Court of Appeals of Ohio, Fifth District, Stark County
Mar 3, 2008
2008 Ohio 893 (Ohio Ct. App. 2008)

Opinion

No. 2007CA00223.

DATE OF JUDGMENT ENTRY: March 3, 2008.

Appeal from the Stark County Court of Common Pleas, Civil Case No. 2006CV00625.

Reversed and Remanded.

Marc S. Blubaugh and Camille A. Miller, for Third-Party Defendants-Appellees, CMEA Title Agency, Inc., et al.

Phillip D. Schandel and Timothy B. Saylor, for Third-Party Plaintiffs-Appellants, Rodger and Shelley Lanning.

Before: Hon. William B. Hoffman, P.J., Hon. John W. Wise, J., Hon. Julie A. Edwards, J.


OPINION


{¶ 1} Third-party plaintiffs/appellants Rodger B. Lanning, II, et al. appeal the July 17, 2007 Judgment Entry entered by the Stark County Court of Common Pleas, which granted the motion to dismiss filed by third-party defendants/appellees CMEA Title Agency, Inc.

STATEMENT OF THE FACTS AND CASE

{¶ 2} As the trial court set forth a thorough rendition of the factual background of this matter in its July 17, 2007 Judgment Entry, we shall incorporate the majority of such herein. The Lannings own real property located at 2181 Brumbaugh Street, N.W., North Canton, Ohio ("Stark County property") and real property located at 653 East Washington Ave., Barberton, Ohio ("Summit County property"). On July 26, 2000, the Lannings executed a promissory note to JP Morgan for $75,000, and secured the note with a mortgage on the Summit County property. CMEA was the title company involved in closing the loan and responsible for recording the documents.
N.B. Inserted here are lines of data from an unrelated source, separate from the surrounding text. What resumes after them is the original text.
use std::fs::Metadata;
use std::ops::BitOr;
use std::path::Path;
use std::time::{Duration, SystemTime};

use crate::error::{Result, TrawlError};
use crate::filter::Attributes;
use crate::fsops;

/// Which properties two files must share to count as equal.
#[derive(Debug, Clone, Copy, PartialEq, Eq, Hash)]
pub struct CompareProperties(u8);

impl CompareProperties {
    pub const NONE: Self = Self(0);
    pub const SIZE: Self = Self(1);
    pub const MODIFIED_TIME: Self = Self(1 << 1);
    pub const ATTRIBUTES: Self = Self(1 << 2);
    /// Byte-for-byte comparison. Also enables rename detection.
    pub const CONTENT: Self = Self(1 << 3);
    pub const ALL: Self = Self(0b1111);

    pub const fn contains(self, other: Self) -> bool {
        self.0 & other.0 == other.0
    }
}

impl Default for CompareProperties {
    fn default() -> Self {
        Self::SIZE | Self::MODIFIED_TIME
    }
}

impl BitOr for CompareProperties {
    type Output = Self;

    fn bitor(self, rhs: Self) -> Self {
        Self(self.0 | rhs.0)
    }
}

/// Which side wins when the two directories disagree.
#[derive(Debug, Clone, Copy, PartialEq, Eq, Default)]
pub enum SyncConflictResolution {
    /// Consult the [`DecisionProvider`](crate::DecisionProvider).
    #[default]
    Ask,
    FirstWins,
    SecondWins,
}

/// Outcome of comparing a source file with its counterpart.
#[derive(Debug, Clone, Copy, PartialEq, Eq)]
pub(crate) enum Comparison {
    Equal,
    /// The source is newer beyond the tolerance.
    SourceNewer,
    /// The destination is newer beyond the tolerance.
    DestNewer,
    /// Some other selected property differs.
    Different,
}

/// Compare two files on the selected properties.
///
/// Modified time is checked first: a side newer by more than `tolerance`
/// decides the comparison on its own. Content is only read when the lengths
/// agree.
pub(crate) fn compare_files(
    source: &Path,
    source_meta: &Metadata,
    dest: &Path,
    dest_meta: &Metadata,
    properties: CompareProperties,
    tolerance: Duration,
) -> Result<Comparison> {
    if properties.contains(CompareProperties::MODIFIED_TIME) {
        let ours = modified(source, source_meta)?;
        let theirs = modified(dest, dest_meta)?;
        match ours.duration_since(theirs) {
            Ok(ahead) if ahead > tolerance => return Ok(Comparison::SourceNewer),
            Ok(_) => {}
            Err(behind) if behind.duration() > tolerance => return Ok(Comparison::DestNewer),
            Err(_) => {}
        }
    }

    let same_len = source_meta.len() == dest_meta.len();
    if properties.contains(CompareProperties::SIZE) && !same_len {
        return Ok(Comparison::Different);
    }
    if properties.contains(CompareProperties::ATTRIBUTES)
        && Attributes::of(source, source_meta) != Attributes::of(dest, dest_meta)
    {
        return Ok(Comparison::Different);
    }
    if properties.contains(CompareProperties::CONTENT)
        && (!same_len || !fsops::same_content(source, dest)?)
    {
        return Ok(Comparison::Different);
    }
    Ok(Comparison::Equal)
}

pub(crate) fn modified(path: &Path, metadata: &Metadata) -> Result<SystemTime> {
    metadata.modified().map_err(|e| TrawlError::io(path, e))
}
{¶ 3} In late February, 2006, JP Morgan filed a Complaint in Foreclosure against the Lannings in the Stark County Court of Common Pleas in Case No. 2006CV00625. Attached to the Complaint was a copy of the mortgage on the Summit County property with the address of the property redacted and the words "Stark County" hand written in its place. The legal description attached to the mortgage on the Summit County property referenced the Stark County property. JP Morgan and the Lannings attempted to negotiate a forbearance agreement through Ocwen, JP Morgan's loan servicer. The attempts were unsuccessful, and JP Morgan foreclosed on the Stark County property, which was subsequently sold at a sheriffs sale. The sheriffs sale of the Stark County property was eventually vacated.
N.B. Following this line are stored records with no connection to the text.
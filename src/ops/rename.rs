use std::fmt;
use std::fs;
use std::path::PathBuf;
use std::sync::Arc;
use std::time::Instant;

use tracing::{debug, info};

use crate::builder::SearchBuilder;
use crate::entry::{EntryKind, EntryMatch};
use crate::error::{Result, TrawlError};
use crate::filter::Filter;
use crate::fsops;
use crate::progress::{OperationKind, Reporter};
use crate::results::Outcome;
use crate::traits::ProgressSink;

/// How the new name is produced from the matched name.
#[derive(Clone)]
pub enum Replacement {
    /// Regex replacement over the span; `$1`, `${name}` and `$$` expand as
    /// in [`regex::Regex::replace_all`].
    Template(String),
    /// Called with the captured text; its result replaces the capture.
    Evaluator(Arc<dyn Fn(&str) -> String + Send + Sync>),
}

impl Replacement {
    pub fn template(template: impl Into<String>) -> Self {
        Self::Template(template.into())
    }

    pub fn evaluator(f: impl Fn(&str) -> String + Send + Sync + 'static) -> Self {
        Self::Evaluator(Arc::new(f))
    }
}

impl fmt::Debug for Replacement {
    fn fmt(&self, f: &mut fmt::Formatter<'_>) -> fmt::Result {
        match self {
            Self::Template(template) => f.debug_tuple("Template").field(template).finish(),
            Self::Evaluator(_) => f.write_str("Evaluator(..)"),
        }
    }
}

/// Rename every match by rewriting the part of its name the name filter
/// matched.
///
/// The search needs a name filter for each entry kind it yields. Names that
/// come out empty or unchanged are left alone; a name that already exists is
/// reported as an error and skipped.
pub struct RenameOperation<'a> {
    replacement: Replacement,
    dry_run: bool,
    progress: Option<Box<dyn ProgressSink + 'a>>,
}

impl<'a> RenameOperation<'a> {
    pub fn new(replacement: Replacement) -> Self {
        Self {
            replacement,
            dry_run: false,
            progress: None,
        }
    }

    pub fn dry_run(mut self, yes: bool) -> Self {
        self.dry_run = yes;
        self
    }

    pub fn progress(mut self, sink: impl ProgressSink + 'a) -> Self {
        self.progress = Some(Box::new(sink));
        self
    }

    pub fn run(self, search: SearchBuilder) -> Result<Outcome> {
        let file_filter = search.name_filter(EntryKind::File).cloned();
        let dir_filter = search.name_filter(EntryKind::Directory).cloned();
        if file_filter.is_none() && dir_filter.is_none() {
            return Err(TrawlError::InvalidConfig("rename needs a name filter".into()));
        }

        let started = Instant::now();
        let mut reporter = Reporter::new(self.progress, self.dry_run);
        let mut walker = search.can_recurse_match(false).build()?;
        info!(root = ?walker.root(), replacement = ?self.replacement, "rename started");

        while let Some(entry) = super::next_match(&mut walker, &mut reporter)? {
            let filter = match entry.kind() {
                EntryKind::File => file_filter.as_ref(),
                EntryKind::Directory => dir_filter.as_ref(),
            };
            let Some(filter) = filter else {
                // No name filter for this kind: nothing to rewrite.
                reporter.apply(OperationKind::None, entry.path(), None, || Ok(()));
                continue;
            };

            let Some(new_path) = renamed_path(&entry, filter, &self.replacement) else {
                match entry.span() {
                    Some(_) => {
                        debug!(path = ?entry.path(), "name unchanged or empty");
                        reporter.apply(OperationKind::None, entry.path(), None, || Ok(()));
                    }
                    None => reporter.fail(entry.path(), TrawlError::NonUtf8Path(entry.path().to_path_buf())),
                }
                continue;
            };

            if fs::symlink_metadata(&new_path).is_ok() {
                reporter.fail(entry.path(), TrawlError::AlreadyExists(new_path));
                continue;
            }

            let path = entry.path();
            reporter.apply(OperationKind::Rename, path, Some(&new_path), || {
                fsops::rename(path, &new_path)
            });
        }

        Ok(super::finish(&walker, reporter, started, false))
    }
}

/// The renamed path, or `None` when the name would be empty, unchanged or
/// would leave its directory.
fn renamed_path(entry: &EntryMatch, filter: &Filter, replacement: &Replacement) -> Option<PathBuf> {
    let span = entry.span()?;

    let (renamed, span_len) = match replacement {
        Replacement::Template(template) => {
            let text = filter.regex().replace_all(span.as_str(), template.as_str());
            (span.replace(&text), text.len())
        }
        Replacement::Evaluator(evaluate) => {
            let capture = entry.name_capture()?;
            let value = evaluate(&capture.value);
            let len = span.len() - capture.value.len() + value.len();
            (span.replace_range(capture.start, capture.end(), &value), len)
        }
    };

    let renamed = PathBuf::from(renamed);
    let unchanged = renamed.as_path() == entry.path();
    let moved = renamed.parent() != entry.path().parent() || renamed.file_name().is_none();
    if span_len == 0 || unchanged || moved {
        return None;
    }
    Some(renamed)
}

#[cfg(test)]
mod tests {
    use super::*;
    use crate::filter::MatcherOptions;
    use crate::matcher::EntryMatcher;
    use crate::span::PathPart;

    fn matched(path: &std::path::Path, filter: &Filter, part: PathPart) -> EntryMatch {
        let options = MatcherOptions {
            name: Some(filter.clone()),
            part,
            ..MatcherOptions::default()
        };
        EntryMatcher::files(options).is_match(path).unwrap().unwrap()
    }

    #[test]
    fn template_expands_groups_inside_the_span() {
        let dir = tempfile::tempdir().unwrap();
        let file = dir.path().join("img_001.jpg");
        fs::write(&file, "").unwrap();

        let filter = Filter::new(r"img_(\d+)").unwrap();
        let entry = matched(&file, &filter, PathPart::NameWithoutExtension);
        let renamed = renamed_path(&entry, &filter, &Replacement::template("photo-$1"));
        assert_eq!(renamed, Some(dir.path().join("photo-001.jpg")));
    }

    #[test]
    fn evaluator_replaces_only_the_capture() {
        let dir = tempfile::tempdir().unwrap();
        let file = dir.path().join("draft.TXT");
        fs::write(&file, "").unwrap();

        let filter = Filter::new("TXT").unwrap();
        let entry = matched(&file, &filter, PathPart::Extension);
        let lower = Replacement::evaluator(|s| s.to_lowercase());
        assert_eq!(renamed_path(&entry, &filter, &lower), Some(dir.path().join("draft.txt")));
    }

    #[test]
    fn empty_or_unchanged_names_are_skipped() {
        let dir = tempfile::tempdir().unwrap();
        let file = dir.path().join("keep.txt");
        fs::write(&file, "").unwrap();

        let filter = Filter::new("keep").unwrap();
        let entry = matched(&file, &filter, PathPart::NameWithoutExtension);
        assert_eq!(renamed_path(&entry, &filter, &Replacement::template("keep")), None);

        let entry = matched(&file, &filter, PathPart::Name);
        let everything = Filter::new(".+").unwrap();
        assert_eq!(renamed_path(&entry, &everything, &Replacement::template("")), None);
    }
}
{¶ 4} In the meantime, Cutler and Associates, Inc., through its agent, Jonathan Caiazza, at the request of Ocwen, contacted the tenants residing in the Lannings' Summit County property, and instructed them to vacate the residence as it had been sold at a sheriffs sale. The Summit County property had, in reality, never been sold at a sheriffs sale, but the Stark County property had been erroneously sold.

{¶ 5} On March 5, 2007, the Lannings filed a Third-Party Complaint against JP Morgan, Ocwen, CMEA, Cutler and Associates, Inc., and Jonathan Caiazza. The Lannings filed an Amended Third-Party Complaint on June 22, 2007, asserting negligence and willful and wanton misconduct claims against CMEA. JP Morgan and Ocwen filed negligence cross-claims against CMEA. CMEA filed a Motion to Dismiss the Amended Third-Party Complaint, maintaining the Lannings' claims for negligence/willful and wanton misconduct were barred by the statute of limitations.
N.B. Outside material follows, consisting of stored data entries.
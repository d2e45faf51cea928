use std::fs::{self, Metadata};
use std::io;
use std::path::{Path, PathBuf};
use std::time::SystemTime;

use tracing::debug;

use crate::error::{Result, TrawlError};
use crate::fsops;
use crate::sync::compare::modified;

#[derive(Debug)]
struct Candidate {
    path: PathBuf,
    modified: SystemTime,
    len: u64,
}

/// Files of one destination directory, kept while the walker stays in the
/// matching source directory. Rename detection looks candidates up here.
#[derive(Debug, Default)]
pub(crate) struct DirectorySnapshot {
    directory: Option<PathBuf>,
    files: Vec<Candidate>,
}

impl DirectorySnapshot {
    /// Point the snapshot at `dir`, re-reading it only when it changed.
    ///
    /// A missing directory gives an empty snapshot.
    pub(crate) fn refresh(&mut self, dir: &Path) -> Result<()> {
        if self.directory.as_deref() == Some(dir) {
            return Ok(());
        }
        self.files.clear();
        self.directory = Some(dir.to_path_buf());

        let entries = match fs::read_dir(dir) {
            Ok(entries) => entries,
            Err(e) if e.kind() == io::ErrorKind::NotFound => return Ok(()),
            Err(e) => return Err(TrawlError::io(dir, e)),
        };
        for entry in entries {
            let entry = entry.map_err(|e| TrawlError::io(dir, e))?;
            let path = entry.path();
            let metadata = entry.metadata().map_err(|e| TrawlError::io(&path, e))?;
            if metadata.is_file() {
                self.files.push(Candidate {
                    modified: modified(&path, &metadata)?,
                    len: metadata.len(),
                    path,
                });
            }
        }
        Ok(())
    }

    /// The single destination file `source` was most likely renamed from.
    ///
    /// A candidate has the same modified time, length and bytes as `source`,
    /// and its name has no counterpart in `source_dir`. No candidate or more
    /// than one gives `None`. A returned candidate is removed from the
    /// snapshot so it cannot be claimed twice.
    pub(crate) fn find_rename_source(
        &mut self,
        source: &Path,
        metadata: &Metadata,
        source_dir: &Path,
    ) -> Result<Option<PathBuf>> {
        let wanted = modified(source, metadata)?;
        let mut found = None;

        for (index, candidate) in self.files.iter().enumerate() {
            if candidate.modified != wanted || candidate.len != metadata.len() {
                continue;
            }
            let Some(name) = candidate.path.file_name() else {
                continue;
            };
            if fs::symlink_metadata(source_dir.join(name)).is_ok() {
                continue;
            }
            if !fsops::same_content(source, &candidate.path)? {
                continue;
            }
            if found.is_some() {
                debug!(?source, "ambiguous rename candidates, treating as new file");
                return Ok(None);
            }
            found = Some(index);
        }

        Ok(found.map(|index| {
            let candidate = self.files.swap_remove(index);
            debug!(?source, from = ?candidate.path, "rename candidate");
            candidate.path
        }))
    }
}

#[cfg(test)]
mod tests {
    use super::*;
    use filetime::FileTime;

    fn write(path: &Path, content: &str) {
        fs::write(path, content).unwrap();
        filetime::set_file_mtime(path, FileTime::from_unix_time(1_600_000_000, 0)).unwrap();
    }

    #[test]
    fn unique_candidate_is_claimed_once() {
        let a = tempfile::tempdir().unwrap();
        let b = tempfile::tempdir().unwrap();
        write(&a.path().join("new.txt"), "payload");
        write(&b.path().join("old.txt"), "payload");
        write(&b.path().join("other.txt"), "different");

        let source = a.path().join("new.txt");
        let metadata = fs::metadata(&source).unwrap();
        let mut snapshot = DirectorySnapshot::default();
        snapshot.refresh(b.path()).unwrap();

        let found = snapshot.find_rename_source(&source, &metadata, a.path()).unwrap();
        assert_eq!(found, Some(b.path().join("old.txt")));
        let again = snapshot.find_rename_source(&source, &metadata, a.path()).unwrap();
        assert_eq!(again, None);
    }

    #[test]
    fn candidate_with_a_source_counterpart_is_ignored() {
        let a = tempfile::tempdir().unwrap();
        let b = tempfile::tempdir().unwrap();
        write(&a.path().join("new.txt"), "payload");
        write(&a.path().join("old.txt"), "payload");
        write(&b.path().join("old.txt"), "payload");

        let source = a.path().join("new.txt");
        let metadata = fs::metadata(&source).unwrap();
        let mut snapshot = DirectorySnapshot::default();
        snapshot.refresh(b.path()).unwrap();
        assert_eq!(snapshot.find_rename_source(&source, &metadata, a.path()).unwrap(), None);
    }

    #[test]
    fn missing_directory_is_an_empty_snapshot() {
        let dir = tempfile::tempdir().unwrap();
        let mut snapshot = DirectorySnapshot::default();
        snapshot.refresh(&dir.path().join("absent")).unwrap();
        assert!(snapshot.files.is_empty());
    }
}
{¶ 6} Via Judgment Entry filed July 17, 2007, the trial court granted CMEA's motion to dismiss. The trial court found the four year statute of limitations for general negligence claims governed, and the Lannings, having failed to file their Complaint at the time of the injury, to wit: the date of the recording of the mortgage, were barred from recovery.

{¶ 7} It is from this judgment entry the Lannings appeal, raising as their sole assignment of error:

{¶ 8} "I. THE TRIAL COURT ERRED IN GRANTING APPELLEE'S MOTION TO DISMISS UPON THE BASIS THAT APPELLANT'S CLAIMS WERE BARRED BY A FOUR-YEAR STATUTE OF LIMITATIONS."

I

{¶ 9} In their sole assignment of error, the Lannings maintain the trial court erred in granting CMEA's motion to dismiss upon a finding their claims were barred by the four year statute of limitations for general negligence claims.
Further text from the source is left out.